##### Supplied information #####

use ocm_core::clock::Clock;
use ocm_core::model::{SessionRecord, SubagentNode};
use ocm_core::tree::Snapshot;
use std::fmt;
use std::sync::Arc;
use std::time::Duration;
use tokio::sync::mpsc::error::TrySendError;
use tokio::sync::{mpsc, watch};
use tokio::time::MissedTickBehavior;
use tracing::{info, warn};

use crate::client::SessionSource;

#[derive(Debug, Clone, PartialEq, Eq)]
pub enum ConnectionState {
    Connecting,
    Connected,
    Disconnected { message: String },
    AuthFailed { message: String },
}

impl ConnectionState {
    pub fn label(&self) -> &'static str {
        match self {
            ConnectionState::Connecting => "connecting",
            ConnectionState::Connected => "connected",
            ConnectionState::Disconnected { .. } => "disconnected",
            ConnectionState::AuthFailed { .. } => "auth failed",
        }
    }

    pub fn message(&self) -> Option<&str> {
        match self {
            ConnectionState::Disconnected { message } | ConnectionState::AuthFailed { message } => {
                Some(message)
            }
            _ => None,
        }
    }

    pub fn is_connected(&self) -> bool {
        matches!(self, ConnectionState::Connected)
    }
}

impl fmt::Display for ConnectionState {
    fn fmt(&self, f: &mut fmt::Formatter<'_>) -> fmt::Result {
        match self.message() {
            Some(message) => write!(f, "{}: {message}", self.label()),
            None => f.write_str(self.label()),
        }
    }
}

/// What one poll cycle tells the presentation layer.
#[derive(Debug, Clone)]
pub enum PollEvent {
    /// Fresh data; the connection is healthy. Replaces any earlier snapshot.
    Snapshot(Arc<Snapshot>),
    /// The connection state moved without new data; keep showing the last snapshot.
    StateChanged(ConnectionState),
}

/// Asks a running poller for one immediate cycle. Requests made while one
/// is already pending collapse into it.
#[derive(Debug, Clone)]
pub struct RefreshHandle {
    tx: mpsc::Sender<()>,
}

impl RefreshHandle {
    pub fn channel() -> (Self, mpsc::Receiver<()>) {
        let (tx, rx) = mpsc::channel(1);
        (Self { tx }, rx)
    }

    /// Returns false once the poller has stopped.
    pub fn request(&self) -> bool {
        match self.tx.try_send(()) {
            Ok(()) | Err(TrySendError::Full(())) => true,
            Err(TrySendError::Closed(())) => false,
        }
    }
}

pub struct Poller<S, C> {
    source: S,
    clock: C,
    interval: Duration,
    state: ConnectionState,
    snapshot: Arc<Snapshot>,
}

impl<S, C> Poller<S, C>
where
    S: SessionSource,
    C: Clock,
{
    pub fn new(source: S, clock: C, interval: Duration) -> Self {
        Self {
            source,
            clock,
            interval,
            state: ConnectionState::Connecting,
            snapshot: Arc::new(Snapshot::default()),
        }
    }

    pub fn state(&self) -> &ConnectionState {
        &self.state
    }

    /// Latest published snapshot; survives connectivity and auth failures.
    pub fn snapshot(&self) -> Arc<Snapshot> {
        Arc::clone(&self.snapshot)
    }

    pub async fn poll_once(&mut self) -> PollEvent {
        match self.source.fetch_sessions().await {
            Ok(records) => {
                let subagents = self.source.fetch_tree().await;
                self.publish(&records, &subagents)
            }
            Err(err) if err.is_auth() => {
                warn!("gateway_auth_failed: {err}");
                self.transition(ConnectionState::AuthFailed {
                    message: err.to_string(),
                })
            }
            Err(err) if err.is_connectivity() => {
                warn!("gateway_unreachable: {err}");
                self.transition(ConnectionState::Disconnected {
                    message: err.to_string(),
                })
            }
            Err(err) => {
                warn!("gateway_unexpected_response: {err} (showing empty session list)");
                self.publish(&[], &[])
            }
        }
    }

    fn publish(&mut self, records: &[SessionRecord], subagents: &[SubagentNode]) -> PollEvent {
        let snapshot = Arc::new(
            Snapshot::from_records(records, self.clock.now_ms()).with_subagents(subagents),
        );
        if !self.state.is_connected() {
            info!("gateway_connected: {} sessions", snapshot.session_count);
        }
        self.state = ConnectionState::Connected;
        self.snapshot = Arc::clone(&snapshot);
        PollEvent::Snapshot(snapshot)
    }

    fn transition(&mut self, state: ConnectionState) -> PollEvent {
        self.state = state.clone();
        PollEvent::StateChanged(state)
    }

    /// Poll on the configured interval until `shutdown` flips or `events`
    /// is dropped.
    ///
    /// Cycles run inline so they never overlap, and ticks missed while a
    /// cycle was in flight are skipped rather than replayed. A refresh
    /// request runs one extra cycle without resetting the timer. Shutdown
    /// abandons an in-flight cycle, publishes nothing further and closes
    /// the source.
    pub async fn run(
        mut self,
        events: mpsc::Sender<PollEvent>,
        mut refresh: mpsc::Receiver<()>,
        mut shutdown: watch::Receiver<bool>,
    ) {
        if *shutdown.borrow() {
            self.source.close().await;
            return;
        }
        if events
            .send(PollEvent::StateChanged(self.state.clone()))
            .await
            .is_err()
        {
            self.source.close().await;
            return;
        }

        let mut ticker = tokio::time::interval(self.interval);
        ticker.set_missed_tick_behavior(MissedTickBehavior::Skip);
        let mut refresh_open = true;

        loop {
            tokio::select! {
                biased;
                _ = shutdown.changed() => break,
                request = refresh.recv(), if refresh_open => {
                    if request.is_none() {
                        refresh_open = false;
                        continue;
                    }
                    while refresh.try_recv().is_ok() {}
                }
                _ = ticker.tick() => {}
            }

            let event = tokio::select! {
                biased;
                _ = shutdown.changed() => break,
                event = self.poll_once() => event,
            };
            if *shutdown.borrow() {
                break;
            }
            tokio::select! {
                biased;
                _ = shutdown.changed() => break,
                sent = events.send(event) => {
                    if sent.is_err() {
                        break;
                    }
                }
            }
        }

        info!("poller_stopped");
        self.source.close().await;
    }
}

#####

**Task goal:**
Pull every line containing the word "data" out of the entries above.

**The completed task:**
    /// Fresh data; the connection is healthy. Replaces any earlier snapshot.
    /// The connection state moved without new data; keep showing the last snapshot.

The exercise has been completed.